The driver's output will be split into 2 (parallel) into each of the housing. Thereby making it 
1.7/2 Amperes
30 to 36 Volt

I have some questions, 
1. Anyone knows where i can get such housing and have the shop owner help me drill holes? I will do the necessary calculations to spread the emitters evenly.
2. Do i need a resistor?

Any comments on the setup?

Thanks all.

----------


## 32103940

Hi, I hope you havent ordered your parts yet, because there are some very serious issues with this setup.

1) XR-E is rated 3W at 350mA(~100lm) and Max is 3.7W at 1000mA (~240lm). The driver you listed at 1700mA will destroy all 10 LEDs.
2) XR-E is not worth the money. A spiral CFL can beat the lumen output at same wattage, cost less, have better CRI etc..., even the R2 grade of XR-E you chose is the best of the XR-E, but still,
people DIYing LEDs will go for XM-L which will give almost double the output per watt. more expensive, but as mentioned, LEDs are worse than fluorescents (for planted tank) unless you get recent technology.
3) Don't take the rated wattage of an LED for granted. Find the spec sheet from the manufacturer (CREE) to make sure you know what voltage drops to expect by running the LED at a certain current.
e.g, a 3W CREE XM-L is only 3W when run at 700mA (~80lm), and measures 2.7V. But it is specified able to run at 3000mA which makes it 10W at 3.3V (900+ lm). If you are not careful, either the wattage or total required voltage can exceed your driver's rating, in which case you wont be running your string of LED's as you intended.

Your case, for example, assuming you found a 1000mA driver, 10 XR-E will require 37V, which exceeds the driver rating. Typically you should leave an additional 3+V tolerance. Meaning a 1000mA driver with 36V max output should be loaded with 8 LEDs only. 30W MINIMUM capacity.

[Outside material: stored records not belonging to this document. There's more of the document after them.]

#[cfg(test)]
mod tests {
  use super::*;
  use chrono::Duration;
  use serde_json::json;

  fn record(table: &str, id: &str, payload: Value) -> CachedRecord {
    CachedRecord {
      id: id.to_string(),
      table: table.to_string(),
      payload,
      fetched_at: Utc::now(),
    }
  }

  #[test]
  fn test_put_get_delete() {
    let store = SqliteStorage::open_in_memory().unwrap();
    let rec = record("sessions", "s1", json!({"id": "s1", "name": "Push"}));

    store.put(&rec).unwrap();
    assert_eq!(store.get("sessions", "s1").unwrap(), Some(rec.clone()));
    assert_eq!(store.get("gyms", "s1").unwrap(), None);

    assert_eq!(store.delete("sessions", "s1").unwrap(), Some(rec));
    assert_eq!(store.get("sessions", "s1").unwrap(), None);
    assert_eq!(store.delete("sessions", "s1").unwrap(), None);
  }

  #[test]
  fn test_get_all_filters_by_table_and_payload() {
    let store = SqliteStorage::open_in_memory().unwrap();
    store
      .put_many(&[
        record("sessions", "s1", json!({"id": "s1", "user_id": "u1"})),
        record("sessions", "s2", json!({"id": "s2", "user_id": "u2"})),
        record("gyms", "g1", json!({"id": "g1", "user_id": "u1"})),
      ])
      .unwrap();

    let all = store.get_all("sessions", &Filter::new()).unwrap();
    assert_eq!(all.len(), 2);

    let mine = store.get_all("sessions", &Filter::new().eq("user_id", "u1")).unwrap();
    assert_eq!(mine.len(), 1);
    assert_eq!(mine[0].id, "s1");
  }

  #[test]
  fn test_records_and_queue_survive_reopen() {
    let dir = tempfile::tempdir().unwrap();
    let path = dir.path().join("nested").join("cache.db");
    let now = Utc::now();

    {
      let store = SqliteStorage::open(&path).unwrap();
      store.put(&record("sessions", "s1", json!({"id": "s1"}))).unwrap();
      store.set_last_revalidated("recent", "sessions", now).unwrap();
      store
        .insert_item(NewQueueItem::new(Operation::Create, "sessions", "s1", json!({"id": "s1"}), now))
        .unwrap();
    }

    let store = SqliteStorage::open(&path).unwrap();
    assert!(store.get("sessions", "s1").unwrap().is_some());
    assert_eq!(store.last_revalidated("recent").unwrap(), Some(now));
    let items = store.load_items().unwrap();
    assert_eq!(items.len(), 1);
    assert_eq!(items[0].enqueued_at, now);
    assert!(store.has_queued("sessions", "s1").unwrap());
  }

  #[test]
  fn test_queue_sequence_ids_are_monotonic() {
    let store = SqliteStorage::open_in_memory().unwrap();
    let now = Utc::now();
    let first = store
      .insert_item(NewQueueItem::new(Operation::Update, "sets", "5", json!({"id": 5}), now))
      .unwrap();
    assert!(store.remove_item(first.sequence_id).unwrap());

    let second = store
      .insert_item(NewQueueItem::new(Operation::Delete, "sets", "5", json!({"id": 5}), now))
      .unwrap();
    assert!(second.sequence_id > first.sequence_id);
    assert!(!store.remove_item(first.sequence_id).unwrap());
  }

  #[test]
  fn test_save_item_and_reset_in_flight() {
    let store = SqliteStorage::open_in_memory().unwrap();
    let now = Utc::now();
    let mut item = store
      .insert_item(NewQueueItem::new(Operation::Create, "sets", "1", json!({"id": 1}), now))
      .unwrap();

    item.state = ItemState::Retrying;
    item.attempts = 2;
    item.last_error = Some("503".into());
    item.next_attempt_at = Some(now + Duration::seconds(4));
    store.save_item(&item).unwrap();
    assert_eq!(store.load_item(item.sequence_id).unwrap(), Some(item.clone()));

    item.state = ItemState::InFlight;
    store.save_item(&item).unwrap();
    assert_eq!(store.reset_in_flight().unwrap(), 1);
    assert_eq!(
      store.load_item(item.sequence_id).unwrap().map(|i| i.state),
      Some(ItemState::Pending)
    );
  }

  #[test]
  fn test_clear_keeps_queue() {
    let store = SqliteStorage::open_in_memory().unwrap();
    let now = Utc::now();
    store.put(&record("sessions", "s1", json!({"id": "s1"}))).unwrap();
    store.set_last_revalidated("recent", "sessions", now).unwrap();
    store
      .insert_item(NewQueueItem::new(Operation::Create, "sessions", "s1", json!({"id": "s1"}), now))
      .unwrap();

    store.clear().unwrap();
    assert!(store.get_all("sessions", &Filter::new()).unwrap().is_empty());
    assert_eq!(store.last_revalidated("recent").unwrap(), None);
    assert_eq!(store.load_items().unwrap().len(), 1);
  }
}
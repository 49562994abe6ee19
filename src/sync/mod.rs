//! Write side: queued remote mutations and their retry policy.

pub mod backoff;
pub mod item;
mod queue;

pub use backoff::RetryPolicy;
pub use item::{ItemState, SyncQueueItem};
pub use queue::{CommittedItem, DrainReport, SyncQueue, DEFAULT_CONCURRENCY, MAX_CONCURRENCY};
//! REST remote for a PostgREST-style backend.

use async_trait::async_trait;
use reqwest::header::{HeaderMap, HeaderValue, AUTHORIZATION};
use reqwest::{RequestBuilder, StatusCode};
use serde_json::Value;
use std::sync::Arc;
use std::time::Duration;
use tracing::debug;
use url::Url;

use super::{RemoteSource, RemoteWrite};
use crate::cache::{CompareOp, Filter, Operation};
use crate::error::RemoteError;
use crate::schema::Schemas;

/// HTTP client for the backend's REST endpoint.
#[derive(Clone)]
pub struct HttpRemote {
  client: reqwest::Client,
  base: Url,
  schemas: Arc<Schemas>,
  /// Postgres schema selected through the profile headers
  profile: Option<String>,
}

impl HttpRemote {
  /// Create a client rooted at `base_url` (e.g. `https://x.supabase.co/rest/v1`).
  pub fn new(
    base_url: &str,
    api_key: Option<&str>,
    schemas: Arc<Schemas>,
    timeout: Duration,
  ) -> Result<Self, RemoteError> {
    let mut base = Url::parse(base_url)
      .map_err(|e| RemoteError::Terminal(format!("invalid remote url '{}': {}", base_url, e)))?;
    // Url::join replaces the last segment unless the path ends in '/'
    if !base.path().ends_with('/') {
      let path = format!("{}/", base.path());
      base.set_path(&path);
    }

    let mut headers = HeaderMap::new();
    if let Some(key) = api_key {
      let invalid = |_| RemoteError::Terminal("api key is not a valid header value".into());
      headers.insert("apikey", HeaderValue::from_str(key).map_err(invalid)?);
      headers.insert(
        AUTHORIZATION,
        HeaderValue::from_str(&format!("Bearer {}", key)).map_err(invalid)?,
      );
    }

    let client = reqwest::Client::builder()
      .default_headers(headers)
      .timeout(timeout)
      .build()
      .map_err(|e| RemoteError::Terminal(format!("failed to build http client: {}", e)))?;

    Ok(Self {
      client,
      base,
      schemas,
      profile: None,
    })
  }

  /// Target a Postgres schema other than the server's default.
  pub fn with_schema(mut self, schema: impl Into<String>) -> Self {
    self.profile = Some(schema.into());
    self
  }

  fn table_url(&self, table: &str) -> Result<Url, RemoteError> {
    self
      .base
      .join(table)
      .map_err(|e| RemoteError::Terminal(format!("invalid table name '{}': {}", table, e)))
  }

  fn primary_key(&self, table: &str) -> String {
    self
      .schemas
      .get(table)
      .map(|s| s.primary_key.clone())
      .unwrap_or_else(|| "id".to_string())
  }

  async fn send(&self, mut request: RequestBuilder) -> Result<Option<Value>, RemoteError> {
    if let Some(profile) = &self.profile {
      request = request
        .header("Accept-Profile", profile.as_str())
        .header("Content-Profile", profile.as_str());
    }
    let response = request.send().await.map_err(classify_transport)?;
    let status = response.status();
    let body = response.text().await.map_err(classify_transport)?;

    if !status.is_success() {
      return Err(classify_status(status, &body));
    }
    if body.trim().is_empty() {
      return Ok(None);
    }
    let value: Value = serde_json::from_str(&body)
      .map_err(|e| RemoteError::Transient(format!("unreadable response body: {}", e)))?;
    Ok(Some(value))
  }
}

#[async_trait]
impl RemoteSource for HttpRemote {
  async fn query(&self, table: &str, filter: &Filter) -> Result<Vec<Value>, RemoteError> {
    let url = self.table_url(table)?;
    debug!(table, conditions = filter.conditions.len(), "remote query");

    let request = self.client.get(url).query(&filter_params(filter));
    match self.send(request).await? {
      Some(Value::Array(rows)) => Ok(rows),
      Some(other) => Err(RemoteError::Terminal(format!(
        "expected an array of rows from {}, got {}",
        table, other
      ))),
      None => Ok(Vec::new()),
    }
  }

  async fn mutate(&self, write: RemoteWrite<'_>) -> Result<Option<Value>, RemoteError> {
    let url = self.table_url(write.table)?;
    let by_id = [(
      self.primary_key(write.table),
      format!("eq.{}", write.record_id),
    )];
    debug!(table = write.table, id = write.record_id, op = %write.operation, "remote write");

    let request = match write.operation {
      Operation::Create => self
        .client
        .post(url)
        .header("Prefer", "return=representation,resolution=merge-duplicates")
        .json(write.payload),
      Operation::Update => self
        .client
        .patch(url)
        .query(&by_id)
        .header("Prefer", "return=representation")
        .json(write.payload),
      Operation::Delete => self.client.delete(url).query(&by_id),
    }
    .header("Idempotency-Key", write.idempotency_key);

    let committed = match self.send(request).await? {
      // PostgREST answers with the affected rows
      Some(Value::Array(mut rows)) => {
        if rows.is_empty() {
          None
        } else {
          Some(rows.swap_remove(0))
        }
      }
      other => other,
    };
    Ok(committed)
  }
}

/// Render a filter as PostgREST query parameters.
fn filter_params(filter: &Filter) -> Vec<(String, String)> {
  filter
    .conditions
    .iter()
    .map(|c| {
      let rendered = match (&c.op, &c.value) {
        (CompareOp::Eq, Value::Null) => "is.null".to_string(),
        (CompareOp::Neq, Value::Null) => "not.is.null".to_string(),
        (op, Value::String(s)) => format!("{}.{}", op.as_str(), s),
        (op, other) => format!("{}.{}", op.as_str(), other),
      };
      (c.field.clone(), rendered)
    })
    .collect()
}

/// Map an HTTP status to the error taxonomy.
fn classify_status(status: StatusCode, body: &str) -> RemoteError {
  let message = format!("{}: {}", status, body.trim());
  if status.is_server_error()
    || status == StatusCode::REQUEST_TIMEOUT
    || status == StatusCode::TOO_MANY_REQUESTS
  {
    RemoteError::Transient(message)
  } else {
    RemoteError::Terminal(message)
  }
}

fn classify_transport(err: reqwest::Error) -> RemoteError {
  if err.is_builder() {
    RemoteError::Terminal(err.to_string())
  } else {
    RemoteError::Transient(err.to_string())
  }
}
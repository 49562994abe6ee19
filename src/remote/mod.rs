//! The backend of record, seen as a black box returning rows or an error.

mod http;

#[cfg(test)]
pub(crate) mod fake;

use async_trait::async_trait;
use serde_json::Value;

use crate::cache::{Filter, Operation};
use crate::error::RemoteError;

pub use http::HttpRemote;

/// One write sent to the remote.
#[derive(Debug, Clone, Copy)]
pub struct RemoteWrite<'a> {
  pub table: &'a str,
  pub operation: Operation,
  pub record_id: &'a str,
  pub payload: &'a Value,
  /// Identical across resends of the same queued write
  pub idempotency_key: &'a str,
}

/// Query/mutate interface to the backend.
///
/// Implementations must tolerate a write being resent with the same
/// idempotency key after an ambiguous failure.
#[async_trait]
pub trait RemoteSource: Send + Sync {
  /// Fetch rows of `table` matching `filter`.
  async fn query(&self, table: &str, filter: &Filter) -> Result<Vec<Value>, RemoteError>;

  /// Apply a write. Returns the committed record when the backend reports one.
  async fn mutate(&self, write: RemoteWrite<'_>) -> Result<Option<Value>, RemoteError>;
}
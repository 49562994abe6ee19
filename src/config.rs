use color_eyre::{eyre::eyre, Result};
use serde::Deserialize;
use std::path::{Path, PathBuf};
use std::time::Duration;

use crate::query::QueryOptions;
use crate::schema::TableSchema;
use crate::sync::{RetryPolicy, DEFAULT_CONCURRENCY, MAX_CONCURRENCY};

#[derive(Debug, Clone, Deserialize)]
pub struct Config {
  pub remote: RemoteConfig,
  #[serde(default)]
  pub cache: CacheConfig,
  #[serde(default)]
  pub sync: SyncConfig,
  /// SQLite file for the Local Store (defaults to the data directory)
  pub database_path: Option<PathBuf>,
  #[serde(default)]
  pub tables: Vec<TableSchema>,
}

#[derive(Debug, Clone, Deserialize)]
pub struct RemoteConfig {
  /// REST root, e.g. `https://xyz.supabase.co/rest/v1`
  pub url: String,
  /// Postgres schema to target instead of the server default
  pub schema: Option<String>,
  #[serde(default = "default_request_timeout_ms")]
  pub request_timeout_ms: u64,
}

fn default_request_timeout_ms() -> u64 {
  30_000
}

#[derive(Debug, Clone, Deserialize)]
#[serde(default)]
pub struct CacheConfig {
  /// Cached data younger than this is served without revalidating
  pub stale_after_ms: u64,
  /// How long a subscriber waits for the remote before cached rows are forced
  pub loading_timeout_ms: u64,
  /// How long a delete suppresses reads that started before it
  pub bypass_window_ms: u64,
}

impl Default for CacheConfig {
  fn default() -> Self {
    Self {
      stale_after_ms: 0,
      loading_timeout_ms: 15_000,
      bypass_window_ms: 10_000,
    }
  }
}

impl CacheConfig {
  pub fn query_options(&self) -> QueryOptions {
    QueryOptions::default()
      .with_stale_after(Duration::from_millis(self.stale_after_ms))
      .with_timeout(Duration::from_millis(self.loading_timeout_ms))
  }

  pub fn bypass_window(&self) -> chrono::Duration {
    chrono::Duration::milliseconds(self.bypass_window_ms as i64)
  }
}

#[derive(Debug, Clone, Deserialize)]
#[serde(default)]
pub struct SyncConfig {
  /// Records synced in parallel (1 to 4)
  pub concurrency: usize,
  pub max_attempts: u32,
  pub backoff_base_ms: u64,
  pub backoff_cap_ms: u64,
  pub jitter_ratio: f64,
  /// Bound on a single remote write
  pub attempt_timeout_ms: u64,
  /// Idle wake-up interval of the background drain loop
  pub poll_interval_ms: u64,
}

impl Default for SyncConfig {
  fn default() -> Self {
    Self {
      concurrency: DEFAULT_CONCURRENCY,
      max_attempts: 10,
      backoff_base_ms: 1_000,
      backoff_cap_ms: 60_000,
      jitter_ratio: 0.2,
      attempt_timeout_ms: 10_000,
      poll_interval_ms: 30_000,
    }
  }
}

impl SyncConfig {
  pub fn retry_policy(&self) -> RetryPolicy {
    RetryPolicy {
      base: chrono::Duration::milliseconds(self.backoff_base_ms as i64),
      cap: chrono::Duration::milliseconds(self.backoff_cap_ms as i64),
      jitter_ratio: self.jitter_ratio,
      max_attempts: self.max_attempts.max(1),
    }
  }

  pub fn concurrency(&self) -> usize {
    self.concurrency.clamp(1, MAX_CONCURRENCY)
  }

  pub fn attempt_timeout(&self) -> Duration {
    Duration::from_millis(self.attempt_timeout_ms)
  }

  pub fn poll_interval(&self) -> Duration {
    Duration::from_millis(self.poll_interval_ms.max(1))
  }
}

impl Config {
  /// Load configuration from file.
  ///
  /// Search order:
  /// 1. Explicit path if provided
  /// 2. ./gymsync.yaml (current directory)
  /// 3. $XDG_CONFIG_HOME/gymsync/config.yaml
  /// 4. ~/.config/gymsync/config.yaml
  pub fn load(explicit_path: Option<&Path>) -> Result<Self> {
    let path = if let Some(p) = explicit_path {
      if p.exists() {
        Some(p.to_path_buf())
      } else {
        return Err(eyre!("Config file not found: {}", p.display()));
      }
    } else {
      Self::find_config_file()
    };

    match path {
      Some(p) => Self::load_from_path(&p),
      None => Err(eyre!(
        "No configuration file found. Create one at ~/.config/gymsync/config.yaml\n\
                 See gymsync.example.yaml for the format."
      )),
    }
  }

  fn find_config_file() -> Option<PathBuf> {
    let local = PathBuf::from("gymsync.yaml");
    if local.exists() {
      return Some(local);
    }

    if let Some(config_dir) = dirs::config_dir() {
      let xdg_path = config_dir.join("gymsync").join("config.yaml");
      if xdg_path.exists() {
        return Some(xdg_path);
      }
    }

    None
  }

  fn load_from_path(path: &Path) -> Result<Self> {
    let contents = std::fs::read_to_string(path)
      .map_err(|e| eyre!("Failed to read config file {}: {}", path.display(), e))?;

    Self::parse(&contents).map_err(|e| eyre!("Failed to parse config file {}: {}", path.display(), e))
  }

  pub fn parse(contents: &str) -> Result<Self> {
    let config: Config = serde_yaml::from_str(contents)?;
    if config.remote.url.trim().is_empty() {
      return Err(eyre!("remote.url must not be empty"));
    }
    Ok(config)
  }

  /// Get the backend API key from environment variables.
  ///
  /// Checks GYMSYNC_API_KEY first, then SUPABASE_ANON_KEY as fallback.
  /// Without either, requests go out unauthenticated.
  pub fn api_key() -> Option<String> {
    std::env::var("GYMSYNC_API_KEY")
      .or_else(|_| std::env::var("SUPABASE_ANON_KEY"))
      .ok()
      .filter(|k| !k.is_empty())
  }

  pub fn request_timeout(&self) -> Duration {
    Duration::from_millis(self.remote.request_timeout_ms)
  }
}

But still, I recommend XM-L.

----------


## thebaldingaquarist

> Hi, I hope you havent ordered your parts yet, because there are some very serious issues with this setup.
> 
> 1) XR-E is rated 3W at 350mA(~100lm) and Max is 3.7W at 1000mA (~240lm). The driver you listed at 1700mA will destroy all 10 LEDs.
> 2) XR-E is not worth the money. A spiral CFL can beat the lumen output at same wattage, cost less, have better CRI etc..., even the R2 grade of XR-E you chose is the best of the XR-E, but still,
> people DIYing LEDs will go for XM-L which will give almost double the output per watt. more expensive, but as mentioned, LEDs are worse than fluorescents (for planted tank) unless you get recent technology.
> 3) Don't take the rated wattage of an LED for granted. Find the spec sheet from the manufacturer (CREE) to make sure you know what voltage drops to expect by running the LED at a certain current.
> e.g, a 3W CREE XM-L is only 3W when run at 700mA (~80lm), and measures 2.7V. But it is specified able to run at 3000mA which makes it 10W at 3.3V (900+ lm). If you are not careful, either the wattage or total required voltage can exceed your driver's rating, in which case you wont be running your string of LED's as you intended.
> 
> Your case, for example, assuming you found a 1000mA driver, 10 XR-E will require 37V, which exceeds the driver rating. Typically you should leave an additional 3+V tolerance. Meaning a 1000mA driver with 36V max output should be loaded with 8 LEDs only. 30W MINIMUM capacity.
> ...


Many thanks for your advice. I will note them.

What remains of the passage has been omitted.